Lalu, di dua seri lainnya, Alex Marquez finis kedua juga pada sprint race MotoGP Qatar dan Spanyol. Hanya saja, di balapan utama MotoGP Qatar 2025, dia tercecer ke urutan keenam. Sementara di balapan utama MotoGP Spanyol 2025, Alex Marquez tampil fantastis. Dia berhasil meraih kemenangan.

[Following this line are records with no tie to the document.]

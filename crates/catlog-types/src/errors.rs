//! Error types for catlog operations.

use std::fmt;
use std::io;
use std::path::PathBuf;
use thiserror::Error;

/// The main error type for catlog operations.
///
/// Caller-contract violations (`InvalidArgument`, `UnknownKey`,
/// `CyclicHierarchy`) are raised synchronously by the offending call.
/// `SinkWrite` is only produced after a dispatch has attempted every
/// output of the category closure.
#[derive(Error, Debug)]
pub enum CatlogError {
    /// A required input was empty, missing, or malformed
    #[error("Invalid argument: {0}")]
    InvalidArgument(String),

    /// A timer was ended without a matching start
    #[error("Never started logging time with key: {0}")]
    UnknownKey(String),

    /// One or more outputs of a dispatch could not be written
    #[error("Failed to write {} log sink(s): {}", .failures.len(), SinkFailure::join(.failures))]
    SinkWrite {
        /// Every output that failed during the dispatch, in attempt order
        failures: Vec<SinkFailure>,
    },

    /// A time unit name outside the supported set
    #[error("Time unit {0} not supported")]
    UnsupportedUnit(String),

    /// The parent chain of a category loops back on itself
    #[error("Cyclic category hierarchy: {}", .0.join(" -> "))]
    CyclicHierarchy(Vec<String>),

    /// Configuration-related error
    #[error("Configuration error: {0}")]
    Config(String),

    /// I/O error
    #[error("IO error: {0}")]
    Io(#[from] io::Error),

    /// YAML parsing error
    #[error("YAML parsing error: {0}")]
    Yaml(#[from] serde_yaml::Error),

    /// Internal bug - should never happen in production
    #[error("Bug detected: {0}\n\nThis is an internal error. Please report this issue at:\nhttps://github.com/catlog-rs/catlog/issues")]
    Bug(String),

    /// Generic error with context
    #[error("{0}")]
    Other(String),
}

impl CatlogError {
    /// Shorthand for building an `InvalidArgument` error.
    pub fn invalid(msg: impl Into<String>) -> Self {
        CatlogError::InvalidArgument(msg.into())
    }

    /// Returns the sink failures carried by a `SinkWrite` error.
    pub fn sink_failures(&self) -> &[SinkFailure] {
        match self {
            CatlogError::SinkWrite { failures } => failures,
            _ => &[],
        }
    }
}

/// The output a failed write was aimed at.
#[derive(Debug, Clone, PartialEq, Eq)]
pub enum SinkTarget {
    /// The logger's injected primary stream
    Primary,
    /// A file sink registered on a category
    File {
        /// Category the sink was registered on
        category: String,
        /// Path of the file sink
        path: PathBuf,
    },
}

impl fmt::Display for SinkTarget {
    fn fmt(&self, f: &mut fmt::Formatter<'_>) -> fmt::Result {
        match self {
            SinkTarget::Primary => write!(f, "primary stream"),
            SinkTarget::File { category, path } => {
                write!(f, "{} (category {})", path.display(), category)
            }
        }
    }
}

/// A single failed write recorded during a dispatch.
#[derive(Debug)]
pub struct SinkFailure {
    /// Where the line was going
    pub target: SinkTarget,
    /// What went wrong
    pub source: io::Error,
}

impl SinkFailure {
    /// Create a new sink failure record.
    pub fn new(target: SinkTarget, source: io::Error) -> Self {
        Self { target, source }
    }

    fn join(failures: &[SinkFailure]) -> String {
        failures
            .iter()
            .map(ToString::to_string)
            .collect::<Vec<_>>()
            .join("; ")
    }
}

impl fmt::Display for SinkFailure {
    fn fmt(&self, f: &mut fmt::Formatter<'_>) -> fmt::Result {
        write!(f, "{}: {}", self.target, self.source)
    }
}

/// A specialized Result type for catlog operations.
pub type Result<T> = std::result::Result<T, CatlogError>;

/// Helper macro to create and return a CatlogError::Bug
///
/// This should be used for conditions that should never occur
/// in normal operation and indicate a bug in catlog itself.
///
/// # Example
///
/// ```ignore
/// if some_impossible_condition {
///     bug!("This should never happen: {:?}", condition);
/// }
/// ```
#[macro_export]
macro_rules! bug {
    ($msg:expr) => {
        return Err($crate::CatlogError::Bug($msg.to_string()))
    };
    ($fmt:expr, $($arg:tt)*) => {
        return Err($crate::CatlogError::Bug(format!($fmt, $($arg)*)))
    };
}

/// Helper macro to bail out with a CatlogError
///
/// This is used for expected error conditions.
///
/// # Example
///
/// ```ignore
/// if children.is_empty() {
///     bail!(InvalidArgument, "children is empty for {}", parent);
/// }
/// ```
#[macro_export]
macro_rules! bail {
    ($variant:ident, $msg:expr) => {
        return Err($crate::CatlogError::$variant($msg.to_string()))
    };
    ($variant:ident, $fmt:expr, $($arg:tt)*) => {
        return Err($crate::CatlogError::$variant(format!($fmt, $($arg)*)))
    };
    ($msg:expr) => {
        return Err($crate::CatlogError::Other($msg.to_string()))
    };
    ($fmt:expr, $($arg:tt)*) => {
        return Err($crate::CatlogError::Other(format!($fmt, $($arg)*)))
    };
}

#[cfg(test)]
mod tests {
    use super::*;

    #[test]
    fn test_sink_write_message_lists_every_failure() {
        let err = CatlogError::SinkWrite {
            failures: vec![
                SinkFailure::new(
                    SinkTarget::Primary,
                    io::Error::new(io::ErrorKind::BrokenPipe, "closed"),
                ),
                SinkFailure::new(
                    SinkTarget::File {
                        category: "db".to_string(),
                        path: PathBuf::from("/nope/db.log"),
                    },
                    io::Error::new(io::ErrorKind::NotFound, "missing"),
                ),
            ],
        };

        let msg = err.to_string();
        assert!(msg.starts_with("Failed to write 2 log sink(s)"));
        assert!(msg.contains("primary stream: closed"));
        assert!(msg.contains("/nope/db.log (category db): missing"));
        assert_eq!(err.sink_failures().len(), 2);
    }

    #[test]
    fn test_cyclic_hierarchy_message() {
        let err = CatlogError::CyclicHierarchy(vec!["a".into(), "b".into(), "a".into()]);
        assert_eq!(err.to_string(), "Cyclic category hierarchy: a -> b -> a");
    }

    fn bails(flag: bool) -> Result<()> {
        if flag {
            bail!(InvalidArgument, "flag was {}", flag);
        }
        Ok(())
    }

    #[test]
    fn test_bail_macro() {
        assert!(bails(false).is_ok());
        match bails(true) {
            Err(CatlogError::InvalidArgument(msg)) => assert_eq!(msg, "flag was true"),
            other => panic!("unexpected: {:?}", other),
        }
    }
}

Hasil tersebut membuat Alex Marquez tengah menempati puncak klasemen sementara MotoGP 2025. Alex unggul 1 poin dari Marc Marquez yang mengekor di posisi kedua saat ini.
2. Cocok Jadi Rekan Setim
Atas kiprah manis tersebut, Alex Marquez dan Marc Marquez pun dinilai cocok jadi rekan setim di Ducati Lenovo. Andai hal itu terjadi, Alex akan menggeser peran Francesco Bagnaia.
Hal ini pun turut diungkap pengamat MotoGP, Michael Laverty. Alex dinilai punya paket lengkap saat ini, berbeda dengan Pecco -sapaan akrab Bagnaia- yang masih kesulitan bersaing.
"Alex punya paket yang bagus. Pecco butuh sesuatu untuk bisa bertarung,” ucap Alex Marquez, dikutip dari TNT Sports, Senin (5/5/2025).
“Dia (Pecco) mungkin bisa menerima Marc, sebagai juara delapan kali, datang dan mencuri perhatian. Tapi bagaimana dengan Alex? Itu pukulan yang lebih berat bagi karier Pecco," lanjutnya.
"Alex telah keluar dari bayang-bayang Marc tahun ini. Saat mereka menjadi rekan satu tim, Marc lebih kuat, gaya Alex tidak cocok dengan GP23," ucap Laverty
"Tahun ini, bintang-bintang MotoGP telah sejajar. Dia telah mendapatkan status pemimpin di timnya bersama Fermi Aldeguer, seorang pemula, di sampingnya," tambahnya.